ACTIVITY.
Search the data for the word "GenericArray" and copy every line that contains it.

Source data.

....

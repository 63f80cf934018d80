//! Numeric and curve helpers shared across the protocol.

use crate::errors::{Error, Result};
use generic_array::GenericArray;
use k256::{
    elliptic_curve::{
        bigint::Encoding, group::GroupEncoding, point::AffineCoordinates, Curve, PrimeField,
    },
    AffinePoint, FieldBytes, Scalar,
};
use libpaillier::unknown_order::BigNumber;
use merlin::Transcript;
use rand::{CryptoRng, RngCore};
use serde::{Deserialize, Deserializer, Serialize, Serializer};
use tracing::error;

/// Number of attempts made by rejection-sampling loops before giving up.
pub(crate) const CRYPTOGRAPHIC_RETRY_MAX: usize = 500;

/// Wrapper around [`k256::ProjectivePoint`] so that we can define our own
/// byte encoding and serde implementation for it.
#[derive(Clone, Copy, Debug, Eq, PartialEq)]
pub struct CurvePoint(pub(crate) k256::ProjectivePoint);

impl CurvePoint {
    pub(crate) const GENERATOR: Self = CurvePoint(k256::ProjectivePoint::GENERATOR);
    pub(crate) const IDENTITY: Self = CurvePoint(k256::ProjectivePoint::IDENTITY);

    /// The x-coordinate of the point in affine representation.
    pub fn x_affine(&self) -> FieldBytes {
        self.0.to_affine().x()
    }

    /// The x-coordinate as an unsigned big integer.
    pub(crate) fn x_bn(&self) -> BigNumber {
        BigNumber::from_slice(self.x_affine())
    }

    /// Whether the y-coordinate of the affine representation is odd.
    pub(crate) fn y_is_odd(&self) -> bool {
        self.0.to_affine().y_is_odd().into()
    }

    /// Multiply `self` by a [`BigNumber`], which is first reduced into the
    /// secp256k1 scalar field.
    pub(crate) fn multiply_by_bignum(&self, scalar: &BigNumber) -> Result<Self> {
        Ok(Self(self.0 * bn_to_scalar(scalar)?))
    }

    /// Serialize the point as an affine-encoded SEC1 byte array.
    pub(crate) fn to_bytes(self) -> Vec<u8> {
        AffinePoint::from(self.0).to_bytes().to_vec()
    }

    pub(crate) fn try_from_bytes(bytes: &[u8]) -> Result<Self> {
        let fixed_len_bytes: [u8; 33] = bytes.try_into().map_err(|_| {
            error!("failed to decode bytes as a curve point");
            Error::Serialization
        })?;
        let point: Option<AffinePoint> = AffinePoint::from_bytes(&fixed_len_bytes.into()).into();
        match point {
            Some(point) => Ok(Self(point.into())),
            None => {
                error!("failed to decode bytes as a curve point");
                Err(Error::Serialization)
            }
        }
    }
}

impl std::ops::Add for CurvePoint {
    type Output = Self;

    fn add(self, rhs: Self) -> Self::Output {
        Self(self.0 + rhs.0)
    }
}

impl std::ops::Neg for CurvePoint {
    type Output = Self;

    fn neg(self) -> Self::Output {
        Self(-self.0)
    }
}

impl Serialize for CurvePoint {
    fn serialize<S>(&self, serializer: S) -> std::result::Result<S::Ok, S::Error>
    where
        S: Serializer,
    {
        AffinePoint::from(self.0).serialize(serializer)
    }
}

impl<'de> Deserialize<'de> for CurvePoint {
    fn deserialize<D>(deserializer: D) -> std::result::Result<Self, D::Error>
    where
        D: Deserializer<'de>,
    {
        let p = AffinePoint::deserialize(deserializer)?;
        Ok(Self(p.into()))
    }
}

/// The order `q` of the secp256k1 curve, as a [`BigNumber`].
pub(crate) fn k256_order() -> BigNumber {
    let order_bytes: [u8; 32] = k256::Secp256k1::ORDER.to_be_bytes();
    BigNumber::from_slice(order_bytes)
}

/// Convert a [`BigNumber`] to a secp256k1 scalar, reducing it mod `q`.
pub(crate) fn bn_to_scalar(x: &BigNumber) -> Result<Scalar> {
    let order = k256_order();
    let x_modded = x % order;

    let bytes = x_modded.to_bytes();
    let mut slice = vec![0u8; 32 - bytes.len()];
    slice.extend_from_slice(&bytes);
    let mut ret: Scalar = Option::from(Scalar::from_repr(GenericArray::clone_from_slice(&slice)))
        .ok_or_else(|| {
            error!("failed to convert BigNumber into k256::Scalar");
            Error::InternalInvariantFailed
        })?;

    // The reduction above drops the sign; restore it in the scalar field.
    if x < &BigNumber::zero() {
        ret = ret.negate();
    }
    Ok(ret)
}

/// Convert a secp256k1 scalar back to a [`BigNumber`].
pub(crate) fn scalar_to_bn(x: &Scalar) -> BigNumber {
    BigNumber::from_slice(x.to_repr())
}

/// Compute `a^e (mod n)`.
pub(crate) fn modpow(a: &BigNumber, e: &BigNumber, n: &BigNumber) -> BigNumber {
    a.modpow(e, n)
}

/// Compute `a^e (mod n)` where `e` may be negative, in which case `a` is
/// inverted modulo `n` first.
pub(crate) fn discrete_exp(a: &BigNumber, e: &BigNumber, n: &BigNumber) -> Result<BigNumber> {
    if e < &BigNumber::zero() {
        let inv = a.invert(n).ok_or_else(|| {
            error!("could not invert element while raising to a negative exponent");
            Error::InternalInvariantFailed
        })?;
        Ok(inv.modpow(&-e.clone(), n))
    } else {
        Ok(a.modpow(e, n))
    }
}

/// Returns `true` if `lower <= x < upper`.
pub(crate) fn is_in_range(x: &BigNumber, lower: &BigNumber, upper: &BigNumber) -> bool {
    x >= lower && x < upper
}

/// Sample a number uniformly at random from the range `[0, n)`.
pub(crate) fn random_positive_bn<R: RngCore + CryptoRng>(rng: &mut R, n: &BigNumber) -> BigNumber {
    BigNumber::from_rng(n, rng)
}

/// Sample a random element of the multiplicative group `Z*_n`.
///
/// `n` is a product of large primes here, so a draw that shares a factor with
/// `n` would reveal its factorization; the chance is negligible and such
/// draws are rejected anyway.
pub(crate) fn random_bn_in_z_star<R: RngCore + CryptoRng>(
    rng: &mut R,
    n: &BigNumber,
) -> Result<BigNumber> {
    std::iter::repeat_with(|| BigNumber::from_rng(n, rng))
        .take(CRYPTOGRAPHIC_RETRY_MAX)
        .find(|r| r != &BigNumber::zero() && r.gcd(n) == BigNumber::one())
        .ok_or_else(|| {
            Error::ParameterGeneration("could not sample an element of Z*_N".to_string())
        })
}

/// Derive a deterministic pseudorandom challenge in `[0, n)` from the
/// [`Transcript`].
///
/// Reducing transcript output mod `n` would bias small values, so values at
/// or above `n` are rejected and the transcript re-queried instead.
pub(crate) fn positive_challenge_from_transcript(
    transcript: &mut Transcript,
    n: &BigNumber,
) -> Result<BigNumber> {
    let len = n.to_bytes().len();
    let mut t = vec![0u8; len];
    for _ in 0..CRYPTOGRAPHIC_RETRY_MAX {
        transcript.challenge_bytes(b"sampling randomness", t.as_mut_slice());
        let b = BigNumber::from_slice(t.as_slice());
        if &b < n {
            return Ok(b);
        }
    }
    Err(Error::InternalInvariantFailed)
}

....

EXERCISE ANSWER.
use generic_array::GenericArray;
    let mut ret: Scalar = Option::from(Scalar::from_repr(GenericArray::clone_from_slice(&slice)))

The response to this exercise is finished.